Please set down every record exactly as it appears below.

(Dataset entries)

····················

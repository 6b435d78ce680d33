use std::fmt;
use std::str::FromStr;

use serde::{Deserialize, Serialize};

pub mod protocol;

// =========================================================
// 常量定义 (Constants)
// =========================================================

pub const HEADER_AUTH_TOKEN: &str = "Authorization";

// =========================================================
// 领域模型 (Domain Models)
// =========================================================

/// 工具栏中可选择的模拟 HTTP 方法
#[derive(Debug, Clone, Copy, PartialEq, Eq, Hash, Default, Serialize, Deserialize)]
#[serde(rename_all = "UPPERCASE")]
pub enum Verb {
    #[default]
    Get,
    Post,
    Put,
    Patch,
    Delete,
}

impl Verb {
    pub const ALL: [Verb; 5] = [Verb::Get, Verb::Post, Verb::Put, Verb::Patch, Verb::Delete];

    pub fn as_str(&self) -> &'static str {
        match self {
            Verb::Get => "GET",
            Verb::Post => "POST",
            Verb::Put => "PUT",
            Verb::Patch => "PATCH",
            Verb::Delete => "DELETE",
        }
    }
}

impl fmt::Display for Verb {
    fn fmt(&self, f: &mut fmt::Formatter<'_>) -> fmt::Result {
        f.write_str(self.as_str())
    }
}

#[derive(Debug, Clone, PartialEq, Eq)]
pub struct UnknownVerb(pub String);

impl fmt::Display for UnknownVerb {
    fn fmt(&self, f: &mut fmt::Formatter<'_>) -> fmt::Result {
        write!(f, "unknown verb: {}", self.0)
    }
}

impl std::error::Error for UnknownVerb {}

impl FromStr for Verb {
    type Err = UnknownVerb;

    fn from_str(s: &str) -> Result<Self, Self::Err> {
        Verb::ALL
            .into_iter()
            .find(|v| v.as_str().eq_ignore_ascii_case(s.trim()))
            .ok_or_else(|| UnknownVerb(s.to_string()))
    }
}

/// 路径对应的资源类别（派生值，从不存储）
#[derive(Debug, Clone, Copy, PartialEq, Eq, Hash, Serialize, Deserialize)]
#[serde(rename_all = "snake_case")]
pub enum ResourceKind {
    Blog,
    Static,
    Interactive,
    Unknown,
}

impl ResourceKind {
    pub fn as_str(&self) -> &'static str {
        match self {
            ResourceKind::Blog => "blog",
            ResourceKind::Static => "static",
            ResourceKind::Interactive => "interactive",
            ResourceKind::Unknown => "unknown",
        }
    }
}

impl fmt::Display for ResourceKind {
    fn fmt(&self, f: &mut fmt::Formatter<'_>) -> fmt::Result {
        f.write_str(self.as_str())
    }
}

/// 路径的结构信息
///
/// `is_detail` 只看段数（恰好两段 `/{category}/{slug}`），与类别是否已知无关。
#[derive(Debug, Clone, PartialEq, Eq, Default)]
pub struct PathShape {
    pub category: String,
    pub is_detail: bool,
}

/// 当前页面已加载的资源快照
#[derive(Debug, Clone, PartialEq, Default, Serialize, Deserialize)]
#[serde(rename_all = "camelCase")]
pub struct CurrentResource {
    pub id: String,
    pub title: String,
    #[serde(default, skip_serializing_if = "Option::is_none")]
    pub title_alt: Option<String>,
    #[serde(default, skip_serializing_if = "Option::is_none")]
    pub subtitle: Option<String>,
    #[serde(default, skip_serializing_if = "Option::is_none")]
    pub subtitle_alt: Option<String>,
    #[serde(default, skip_serializing_if = "Option::is_none")]
    pub body: Option<String>,
    #[serde(default, skip_serializing_if = "Option::is_none")]
    pub body_alt: Option<String>,
    #[serde(default, skip_serializing_if = "Option::is_none")]
    pub tags: Option<Vec<String>>,
    #[serde(default, skip_serializing_if = "Option::is_none")]
    pub category: Option<String>,
}

impl CurrentResource {
    pub fn category_or<'a>(&'a self, fallback: &'a str) -> &'a str {
        self.category.as_deref().unwrap_or(fallback)
    }
}

/// 创建 / 编辑表单提交的数据
#[derive(Debug, Clone, PartialEq, Default, Serialize, Deserialize)]
#[serde(rename_all = "camelCase")]
pub struct FormPayload {
    pub title: String,
    #[serde(default, skip_serializing_if = "Option::is_none")]
    pub title_alt: Option<String>,
    #[serde(default, skip_serializing_if = "Option::is_none")]
    pub subtitle: Option<String>,
    #[serde(default, skip_serializing_if = "Option::is_none")]
    pub subtitle_alt: Option<String>,
    #[serde(default)]
    pub body: String,
    #[serde(default, skip_serializing_if = "Option::is_none")]
    pub body_alt: Option<String>,
    #[serde(default)]
    pub tags: Vec<String>,
    pub category: String,
}

impl From<&CurrentResource> for FormPayload {
    fn from(resource: &CurrentResource) -> Self {
        Self {
            title: resource.title.clone(),
            title_alt: resource.title_alt.clone(),
            subtitle: resource.subtitle.clone(),
            subtitle_alt: resource.subtitle_alt.clone(),
            body: resource.body.clone().unwrap_or_default(),
            body_alt: resource.body_alt.clone(),
            tags: resource.tags.clone().unwrap_or_default(),
            category: resource.category.clone().unwrap_or_default(),
        }
    }
}

#[derive(Debug, Clone, PartialEq, Serialize, Deserialize)]
pub struct Credentials {
    pub username: String,
    pub password: String,
}

#[cfg(test)]
mod tests {
    use super::*;

    #[test]
    fn test_verb_parse_is_case_insensitive() {
        assert_eq!("delete".parse::<Verb>(), Ok(Verb::Delete));
        assert_eq!(" Patch ".parse::<Verb>(), Ok(Verb::Patch));
        assert!("TRACE".parse::<Verb>().is_err());
    }

    #[test]
    fn test_verb_serializes_uppercase() {
        let json = serde_json::to_string(&Verb::Put).unwrap();
        assert_eq!(json, "\"PUT\"");
    }

    #[test]
    fn test_resource_wire_format_uses_camel_case() {
        let json = r#"{"id":"42","title":"X","titleAlt":"Y","tags":["rust"]}"#;
        let resource: CurrentResource = serde_json::from_str(json).unwrap();
        assert_eq!(resource.title_alt.as_deref(), Some("Y"));
        assert_eq!(resource.category, None);
    }

    #[test]
    fn test_form_payload_prefill_from_resource() {
        let resource = CurrentResource {
            id: "42".into(),
            title: "Hello".into(),
            body: Some("text".into()),
            category: Some("blog".into()),
            ..Default::default()
        };
        let payload = FormPayload::from(&resource);
        assert_eq!(payload.title, "Hello");
        assert_eq!(payload.body, "text");
        assert_eq!(payload.category, "blog");
        assert!(payload.tags.is_empty());
    }
}
//! LocalStorage 封装模块
//!
//! 以 JSON 形式存取带类型的值，解析失败视为不存在。

use serde::Serialize;
use serde::de::DeserializeOwned;

pub struct LocalStorage;

impl LocalStorage {
    fn storage() -> Option<web_sys::Storage> {
        web_sys::window()?.local_storage().ok()?
    }

    /// 键不存在、存储不可用或内容无法解析时返回 `None`
    pub fn load<T: DeserializeOwned>(key: &str) -> Option<T> {
        let raw = Self::storage()?.get_item(key).ok()??;
        match serde_json::from_str(&raw) {
            Ok(value) => Some(value),
            Err(e) => {
                tracing::warn!(key, "discarding unreadable stored value: {e}");
                None
            }
        }
    }

    pub fn store<T: Serialize>(key: &str, value: &T) -> bool {
        let Ok(raw) = serde_json::to_string(value) else {
            return false;
        };
        Self::storage()
            .and_then(|s| s.set_item(key, &raw).ok())
            .is_some()
    }

    pub fn remove(key: &str) -> bool {
        Self::storage()
            .and_then(|s| s.remove_item(key).ok())
            .is_some()
    }
}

····················

◆ Answer:
repository 6b435d78ce680d33
use std::fmt;
use std::str::FromStr;

use serde::{Deserialize, Serialize};

pub mod protocol;

// =========================================================
// 常量定义 (Constants)
// =========================================================

pub const HEADER_AUTH_TOKEN: &str = "Authorization";

// =========================================================
// 领域模型 (Domain Models)
// =========================================================

/// 工具栏中可选择的模拟 HTTP 方法
#[derive(Debug, Clone, Copy, PartialEq, Eq, Hash, Default, Serialize, Deserialize)]
#[serde(rename_all = "UPPERCASE")]
pub enum Verb {
    #[default]
    Get,
    Post,
    Put,
    Patch,
    Delete,
}

impl Verb {
    pub const ALL: [Verb; 5] = [Verb::Get, Verb::Post, Verb::Put, Verb::Patch, Verb::Delete];

    pub fn as_str(&self) -> &'static str {
        match self {
            Verb::Get => "GET",
            Verb::Post => "POST",
            Verb::Put => "PUT",
            Verb::Patch => "PATCH",
            Verb::Delete => "DELETE",
        }
    }
}

impl fmt::Display for Verb {
    fn fmt(&self, f: &mut fmt::Formatter<'_>) -> fmt::Result {
        f.write_str(self.as_str())
    }
}

#[derive(Debug, Clone, PartialEq, Eq)]
pub struct UnknownVerb(pub String);

impl fmt::Display for UnknownVerb {
    fn fmt(&self, f: &mut fmt::Formatter<'_>) -> fmt::Result {
        write!(f, "unknown verb: {}", self.0)
    }
}

impl std::error::Error for UnknownVerb {}

impl FromStr for Verb {
    type Err = UnknownVerb;

    fn from_str(s: &str) -> Result<Self, Self::Err> {
        Verb::ALL
            .into_iter()
            .find(|v| v.as_str().eq_ignore_ascii_case(s.trim()))
            .ok_or_else(|| UnknownVerb(s.to_string()))
    }
}

/// 路径对应的资源类别（派生值，从不存储）
#[derive(Debug, Clone, Copy, PartialEq, Eq, Hash, Serialize, Deserialize)]
#[serde(rename_all = "snake_case")]
pub enum ResourceKind {
    Blog,
    Static,
    Interactive,
    Unknown,
}

impl ResourceKind {
    pub fn as_str(&self) -> &'static str {
        match self {
            ResourceKind::Blog => "blog",
            ResourceKind::Static => "static",
            ResourceKind::Interactive => "interactive",
            ResourceKind::Unknown => "unknown",
        }
    }
}

impl fmt::Display for ResourceKind {
    fn fmt(&self, f: &mut fmt::Formatter<'_>) -> fmt::Result {
        f.write_str(self.as_str())
    }
}

/// 路径的结构信息
///
/// `is_detail` 只看段数（恰好两段 `/{category}/{slug}`），与类别是否已知无关。
#[derive(Debug, Clone, PartialEq, Eq, Default)]
pub struct PathShape {
    pub category: String,
    pub is_detail: bool,
}

/// 当前页面已加载的资源快照
#[derive(Debug, Clone, PartialEq, Default, Serialize, Deserialize)]
#[serde(rename_all = "camelCase")]
pub struct CurrentResource {
    pub id: String,
    pub title: String,
    #[serde(default, skip_serializing_if = "Option::is_none")]
    pub title_alt: Option<String>,
    #[serde(default, skip_serializing_if = "Option::is_none")]
    pub subtitle: Option<String>,
    #[serde(default, skip_serializing_if = "Option::is_none")]
    pub subtitle_alt: Option<String>,
    #[serde(default, skip_serializing_if = "Option::is_none")]
    pub body: Option<String>,
    #[serde(default, skip_serializing_if = "Option::is_none")]
    pub body_alt: Option<String>,
    #[serde(default, skip_serializing_if = "Option::is_none")]
    pub tags: Option<Vec<String>>,
    #[serde(default, skip_serializing_if = "Option::is_none")]
    pub category: Option<String>,
}

impl CurrentResource {
    pub fn category_or<'a>(&'a self, fallback: &'a str) -> &'a str {
        self.category.as_deref().unwrap_or(fallback)
    }
}

/// 创建 / 编辑表单提交的数据
#[derive(Debug, Clone, PartialEq, Default, Serialize, Deserialize)]
#[serde(rename_all = "camelCase")]
pub struct FormPayload {
    pub title: String,
    #[serde(default, skip_serializing_if = "Option::is_none")]
    pub title_alt: Option<String>,
    #[serde(default, skip_serializing_if = "Option::is_none")]
    pub subtitle: Option<String>,
    #[serde(default, skip_serializing_if = "Option::is_none")]
    pub subtitle_alt: Option<String>,
    #[serde(default)]
    pub body: String,
    #[serde(default, skip_serializing_if = "Option::is_none")]
    pub body_alt: Option<String>,
    #[serde(default)]
    pub tags: Vec<String>,
    pub category: String,
}

impl From<&CurrentResource> for FormPayload {
    fn from(resource: &CurrentResource) -> Self {
        Self {
            title: resource.title.clone(),
            title_alt: resource.title_alt.clone(),
            subtitle: resource.subtitle.clone(),
            subtitle_alt: resource.subtitle_alt.clone(),
            body: resource.body.clone().unwrap_or_default(),
            body_alt: resource.body_alt.clone(),
            tags: resource.tags.clone().unwrap_or_default(),
            category: resource.category.clone().unwrap_or_default(),
        }
    }
}

#[derive(Debug, Clone, PartialEq, Serialize, Deserialize)]
pub struct Credentials {
    pub username: String,
    pub password: String,
}

#[cfg(test)]
mod tests {
    use super::*;

    #[test]
    fn test_verb_parse_is_case_insensitive() {
        assert_eq!("delete".parse::<Verb>(), Ok(Verb::Delete));
        assert_eq!(" Patch ".parse::<Verb>(), Ok(Verb::Patch));
        assert!("TRACE".parse::<Verb>().is_err());
    }

    #[test]
    fn test_verb_serializes_uppercase() {
        let json = serde_json::to_string(&Verb::Put).unwrap();
        assert_eq!(json, "\"PUT\"");
    }

    #[test]
    fn test_resource_wire_format_uses_camel_case() {
        let json = r#"{"id":"42","title":"X","titleAlt":"Y","tags":["rust"]}"#;
        let resource: CurrentResource = serde_json::from_str(json).unwrap();
        assert_eq!(resource.title_alt.as_deref(), Some("Y"));
        assert_eq!(resource.category, None);
    }

    #[test]
    fn test_form_payload_prefill_from_resource() {
        let resource = CurrentResource {
            id: "42".into(),
            title: "Hello".into(),
            body: Some("text".into()),
            category: Some("blog".into()),
            ..Default::default()
        };
        let payload = FormPayload::from(&resource);
        assert_eq!(payload.title, "Hello");
        assert_eq!(payload.body, "text");
        assert_eq!(payload.category, "blog");
        assert!(payload.tags.is_empty());
    }
}
//! LocalStorage 封装模块
//!
//! 以 JSON 形式存取带类型的值，解析失败视为不存在。

use serde::Serialize;
use serde::de::DeserializeOwned;

pub struct LocalStorage;

impl LocalStorage {
    fn storage() -> Option<web_sys::Storage> {
        web_sys::window()?.local_storage().ok()?
    }

    /// 键不存在、存储不可用或内容无法解析时返回 `None`
    pub fn load<T: DeserializeOwned>(key: &str) -> Option<T> {
        let raw = Self::storage()?.get_item(key).ok()??;
        match serde_json::from_str(&raw) {
            Ok(value) => Some(value),
            Err(e) => {
                tracing::warn!(key, "discarding unreadable stored value: {e}");
                None
            }
        }
    }

    pub fn store<T: Serialize>(key: &str, value: &T) -> bool {
        let Ok(raw) = serde_json::to_string(value) else {
            return false;
        };
        Self::storage()
            .and_then(|s| s.set_item(key, &raw).ok())
            .is_some()
    }

    pub fn remove(key: &str) -> bool {
        Self::storage()
            .and_then(|s| s.remove_item(key).ok())
            .is_some()
    }
}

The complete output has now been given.